Liu Ke, Wang Yongchang, Sun Miao, Lu Jiajia, Shi Deli, Xie Yanbo
School of Physical Science and Technology, Northwestern Polytechnical University, 127 West Youyi Road, Xi'an 710072, China.
School of Aeronautics and Institute of Extreme Mechanics, Northwestern Polytechnical University, 127 West Youyi Road, Xi'an 710072, China.
Nano Lett. 2025 Apr 23;25(16):6530-6538. doi: 10.1021/acs.nanolett.5c00315. Epub 2025 Apr 12.
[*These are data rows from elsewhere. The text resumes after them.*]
/// The VOI LUT branch, clamping to the first/last table entry.
fn voi_lut_frame<I: Sample, O: Sample>(
    values: &[I],
    p: &FrameParams<'_>,
    vlut: &LookupTable,
) -> Vec<O> {
    let low = p.low as f64;
    let high = p.high as f64;
    let inverted = p.low > p.high;
    let outrange = high - low + 1.0;
    if vlut.is_constant() {
        // all LUT entries are equal: the whole frame renders to one value
        let minvalue = vlut.min_value() as f64;
        let value = if let Some(plut) = p.plut.filter(|plut| plut.is_valid()) {
            debug!("applying presentation LUT transformation");
            let dlut = display_lut(p.display, plut.bits());
            let index = ((minvalue / vlut.abs_max_range()) * plut.count() as f64) as usize;
            match dlut {
                Some(dlut) if inverted => {
                    dlut.value((plut.abs_max_range() - plut.value(index) as f64 - 1.0) as usize)
                        as f64
                }
                Some(dlut) => dlut.value(plut.value(index) as usize) as f64,
                None => low + plut.value(index) as f64 * outrange / plut.abs_max_range(),
            }
        } else {
            let dlut = display_lut(p.display, vlut.bits());
            match dlut {
                Some(dlut) if inverted => {
                    dlut.value((vlut.abs_max_range() - minvalue - 1.0) as usize) as f64
                }
                Some(dlut) => dlut.value(minvalue as usize) as f64,
                None => low + (minvalue / vlut.abs_max_range()) * outrange,
            }
        };
        return fill(values, p.start, p.frame_size, value);
    }
    let first_entry = vlut.first_entry() as f64;
    let last_entry = vlut.last_entry() as f64;
    if let Some(plut) = p.plut.filter(|plut| plut.is_valid()) {
        debug!("applying presentation LUT transformation");
        let dlut = display_lut(p.display, plut.bits());
        let gradient1 = plut.count() as f64 / vlut.abs_max_range();
        let first_index = (vlut.first_value() as f64 * gradient1) as usize;
        let last_index = (vlut.last_value() as f64 * gradient1) as usize;
        let index = move |v: f64| -> usize {
            if v <= first_entry {
                first_index
            } else if v >= last_entry {
                last_index
            } else {
                (vlut.lookup(v as i64) as f64 * gradient1) as usize
            }
        };
        match dlut {
            Some(dlut) if inverted => {
                let maxvalue = plut.abs_max_range() - 1.0;
                apply(values, p.start, p.frame_size, p.abs_min, p.abs_range, |v| {
                    dlut.value((maxvalue - plut.value(index(v)) as f64) as usize) as f64
                })
            }
            Some(dlut) => apply(values, p.start, p.frame_size, p.abs_min, p.abs_range, |v| {
                dlut.value(plut.value(index(v)) as usize) as f64
            }),
            None => {
                let gradient2 = outrange / plut.abs_max_range();
                apply(values, p.start, p.frame_size, p.abs_min, p.abs_range, |v| {
                    low + plut.value(index(v)) as f64 * gradient2
                })
            }
        }
    } else {
        let dlut = display_lut(p.display, vlut.bits());
        let gradient = outrange / vlut.abs_max_range();
        let first_value = low + vlut.first_value() as f64 * gradient;
        let last_value = low + vlut.last_value() as f64 * gradient;
        match dlut {
            Some(dlut) if inverted => {
                let maxvalue = vlut.abs_max_range() - 1.0;
                apply(values, p.start, p.frame_size, p.abs_min, p.abs_range, |v| {
                    dlut.value((maxvalue - vlut.lookup(v as i64) as f64) as usize) as f64
                })
            }
            Some(dlut) => apply(values, p.start, p.frame_size, p.abs_min, p.abs_range, |v| {
                dlut.value(vlut.lookup(v as i64) as usize) as f64
            }),
            None => apply(values, p.start, p.frame_size, p.abs_min, p.abs_range, |v| {
                if v <= first_entry {
                    first_value
                } else if v >= last_entry {
                    last_value
                } else {
                    low + vlut.lookup(v as i64) as f64 * gradient
                }
            }),
        }
    }
}

#[cfg(test)]
mod tests {
    use super::*;
    use crate::display::DisplayModel;

    fn params(voi: VoiMode<'_>, frame_size: usize) -> FrameParams<'_> {
        FrameParams {
            start: 0,
            frame_size,
            abs_min: 0.0,
            abs_range: 256.0,
            inter_bits: 8,
            voi,
            plut: None,
            display: None,
            low: 0,
            high: 255,
        }
    }

    #[test]
    fn window_maps_values_below_the_left_border_to_low() {
        // center 40, width 400: left border = 40 - 0.5 - 199.5 = -160
        let values = [-408i16, -161, -160];
        let p = FrameParams {
            abs_min: -1024.0,
            abs_range: 8192.0,
            inter_bits: 13,
            ..params(
                VoiMode::Window(
                    Window {
                        center: 40.0,
                        width: 400.0,
                    },
                    VoiLutFunction::Linear,
                ),
                3,
            )
        };
        let out: Vec<u8> = render_frame(&values, &p);
        assert_eq!(out, vec![0, 0, 0]);
    }

    #[test]
    fn window_maps_values_above_the_right_border_to_high() {
        let values = [240i16, 1000];
        let p = FrameParams {
            abs_min: -1024.0,
            abs_range: 8192.0,
            inter_bits: 13,
            ..params(
                VoiMode::Window(
                    Window {
                        center: 40.0,
                        width: 400.0,
                    },
                    VoiLutFunction::Linear,
                ),
                2,
            )
        };
        let out: Vec<u8> = render_frame(&values, &p);
        assert_eq!(out, vec![255, 255]);
    }

    #[test]
    fn window_output_is_monotone() {
        let values: Vec<i16> = (-300..300).collect();
        let p = FrameParams {
            abs_min: -1024.0,
            abs_range: 8192.0,
            inter_bits: 13,
            ..params(
                VoiMode::Window(
                    Window {
                        center: 40.0,
                        width: 400.0,
                    },
                    VoiLutFunction::Linear,
                ),
                600,
            )
        };
        let out: Vec<u8> = render_frame(&values, &p);
        for pair in out.windows(2) {
            assert!(pair[0] <= pair[1]);
        }
        assert_eq!(out[0], 0);
        assert_eq!(out[599], 255);
    }

    #[test]
    fn inverted_window_output_is_antitone() {
        let values: Vec<i16> = (-300..300).collect();
        let p = FrameParams {
            abs_min: -1024.0,
            abs_range: 8192.0,
            inter_bits: 13,
            low: 255,
            high: 0,
            ..params(
                VoiMode::Window(
                    Window {
                        center: 40.0,
                        width: 400.0,
                    },
                    VoiLutFunction::Linear,
                ),
                600,
            )
        };
        let out: Vec<u8> = render_frame(&values, &p);
        for pair in out.windows(2) {
            assert!(pair[0] >= pair[1]);
        }
        assert_eq!(out[0], 255);
        assert_eq!(out[599], 0);
    }

    #[test]
    fn single_step_window_avoids_division_by_zero() {
        // width 1: everything at or below center - 0.5 is low, the rest high
        let values = [99u8, 100, 101];
        let p = params(
            VoiMode::Window(
                Window {
                    center: 100.0,
                    width: 1.0,
                },
                VoiLutFunction::Linear,
            ),
            3,
        );
        let out: Vec<u8> = render_frame(&values, &p);
        assert_eq!(out, vec![0, 255, 255]);
    }

    #[test]
    fn sigmoid_at_the_center_is_half_the_output_range() {
        let values = [100u8];
        let p = params(
            VoiMode::Window(
                Window {
                    center: 100.0,
                    width: 50.0,
                },
                VoiLutFunction::Sigmoid,
            ),
            1,
        );
        let out: Vec<u8> = render_frame(&values, &p);
        // low + outrange / 2 = 0 + 255 / 2
        assert_eq!(out[0], 127);
    }

    #[test]
    fn sigmoid_saturates_towards_low_and_high() {
        let values = [0u8, 255];
        let p = params(
            VoiMode::Window(
                Window {
                    center: 128.0,
                    width: 20.0,
                },
                VoiLutFunction::Sigmoid,
            ),
            2,
        );
        let out: Vec<u8> = render_frame(&values, &p);
        assert!(out[0] <= 1);
        assert!(out[1] >= 254);
    }

    #[test]
    fn no_window_scales_the_absolute_range() {
        let values = [0u8, 128, 255];
        let p = params(VoiMode::None, 3);
        let out: Vec<u8> = render_frame(&values, &p);
        assert_eq!(out[0], 0);
        assert_eq!(out[1], 128);
        assert_eq!(out[2], 255);
    }

    #[test]
    fn short_frames_are_zero_padded() {
        let values = [200u8, 200];
        let p = params(VoiMode::None, 5);
        let out: Vec<u8> = render_frame(&values, &p);
        assert_eq!(out, vec![200, 200, 0, 0, 0]);
    }

    #[test]
    fn voi_lut_clamps_to_boundary_entries() {
        let vlut = LookupTable::new(vec![10, 20, 30], 0, 8);
        let values = [5i16, -3, 1];
        let p = FrameParams {
            abs_min: -128.0,
            ..params(VoiMode::Lut(&vlut), 3)
        };
        let out: Vec<u8> = render_frame(&values, &p);
        // outrange 256 over a 256-value LUT domain: gradient 1
        assert_eq!(out, vec![30, 10, 20]);
    }

    #[test]
    fn constant_voi_lut_fills_the_frame_with_one_value() {
        let vlut = LookupTable::new(vec![128, 128, 128], 0, 8);
        let values = [0u8, 10, 250];
        let p = params(VoiMode::Lut(&vlut), 4);
        let out: Vec<u8> = render_frame(&values, &p);
        assert_eq!(out, vec![128, 128, 128, 0]);
    }

    #[test]
    fn optimization_lut_matches_per_pixel_window() {
        // enough samples over an 8-bit domain to trigger the table path
        let values: Vec<u8> = (0..2000u32).map(|i| (i % 251) as u8).collect();
        let window = Window {
            center: 100.0,
            width: 120.0,
        };
        let p = params(VoiMode::Window(window, VoiLutFunction::Linear), values.len());
        let out: Vec<u8> = render_frame(&values, &p);
        // reference: the formula applied pixel by pixel
        let width_1 = 119.0;
        let left = 100.0 - 0.5 - width_1 / 2.0;
        let right = 100.0 - 0.5 + width_1 / 2.0;
        let offset = 255.0 - ((100.0 - 0.5) / width_1 + 0.5) * 255.0;
        for (i, &value) in values.iter().enumerate() {
            let v = value as f64;
            let expected = if v <= left {
                0.0
            } else if v > right {
                255.0
            } else {
                offset + v * (255.0 / width_1)
            };
            assert_eq!(out[i], expected as u8, "pixel {}", i);
        }
    }

    #[test]
    fn optimization_lut_matches_per_pixel_voi_lut() {
        let vlut = LookupTable::new((0..=255u16).map(|v| 255 - v).collect(), 0, 8);
        let values: Vec<u8> = (0..2000u32).map(|i| (i % 256) as u8).collect();
        let p = params(VoiMode::Lut(&vlut), values.len());
        let out: Vec<u8> = render_frame(&values, &p);
        for (i, &value) in values.iter().enumerate() {
            // outrange 256 over a 256-value LUT domain: gradient 1
            let expected = vlut.lookup(value as i64) as f64;
            assert_eq!(out[i], expected as u8, "pixel {}", i);
        }
    }

    #[test]
    fn optimization_lut_matches_per_pixel_scaling() {
        let values: Vec<u8> = (0..1000u32).map(|i| (i % 256) as u8).collect();
        let p = params(VoiMode::None, values.len());
        let out: Vec<u8> = render_frame(&values, &p);
        for (i, &value) in values.iter().enumerate() {
            let expected = value as f64 * 256.0 / 256.0;
            assert_eq!(out[i], expected as u8);
        }
    }

    #[test]
    fn presentation_lut_remaps_the_window_output() {
        // a 4-entry presentation LUT with 8-bit entries
        let plut = LookupTable::new(vec![0, 20, 40, 60], 0, 8);
        let values = [0u8, 255];
        let p = FrameParams {
            plut: Some(&plut),
            ..params(VoiMode::None, 2)
        };
        let out: Vec<u8> = render_frame(&values, &p);
        // darkest pixel hits entry 0, brightest entry 3, scaled to 0..=255
        assert_eq!(out[0], 0);
        assert_eq!(out[1], 60);
    }

    #[test]
    fn display_function_is_composed_last() {
        let disp = DisplayFunction::with_luminance_range(DisplayModel::Gsdf, 0.5, 300.0, 256);
        let values: Vec<u8> = (0..=255u16).map(|v| v as u8).collect();
        let p = FrameParams {
            display: Some(&disp),
            ..params(VoiMode::None, 256)
        };
        let out: Vec<u8> = render_frame(&values, &p);
        // calibrated output stays monotone over a monotone input ramp
        for pair in out.windows(2) {
            assert!(pair[0] <= pair[1]);
        }
    }

    #[test]
    fn invalid_display_function_falls_back_to_linear_scaling() {
        let disp = DisplayFunction::new(DisplayModel::Gsdf, &[], &[], 0);
        let values = [0u8, 255];
        let p = FrameParams {
            display: Some(&disp),
            ..params(VoiMode::None, 2)
        };
        let out: Vec<u8> = render_frame(&values, &p);
        assert_eq!(out, vec![0, 255]);
    }
}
Resistance drift due to residual ions limits the accuracy of memristor-based neuromorphic computing. Here, we demonstrate nanofluidic memristors based on voltage-driven ion filling within Ångström channels, immersed in asymmetrically concentrated electrolyte solutions. Inspired by the brain's waste clearance, we restore conductance after 20,000 cycles by removing trapped ions, paving the way for endurance enhancement. The devices exhibit hour-long retention and ultralow energy consumption (∼0.2 fJ per spike per channel). By tuning the voltage, frequency, and pH, we emulate short-term synaptic plasticity. Finally, we demonstrated the first 4 × 4 nanofluidic memristor array capable of recognizing mathematical operators. Our work demonstrated that fluidic memristors are promising for energy-efficient, long-retention, and endurance neuromorphic chips.
由于残留离子导致的电阻漂移限制了基于忆阻器的神经形态计算的准确性。在此,我们展示了基于埃级通道内电压驱动离子填充的纳米流体忆阻器,该忆阻器浸没在不对称浓缩电解质溶液中。受大脑废物清除机制的启发,我们通过去除捕获的离子,在20000次循环后恢复了电导,为提高耐久性铺平了道路。这些器件具有长达一小时的保持时间和超低能耗(每个通道每个尖峰约0.2飞焦)。通过调节电压、频率和pH值,我们模拟了短期突触可塑性。最后,我们展示了首个能够识别数学运算符的4×4纳米流体忆阻器阵列。我们的工作表明,流体忆阻器在制造节能、长保持时间和高耐久性的神经形态芯片方面具有广阔前景。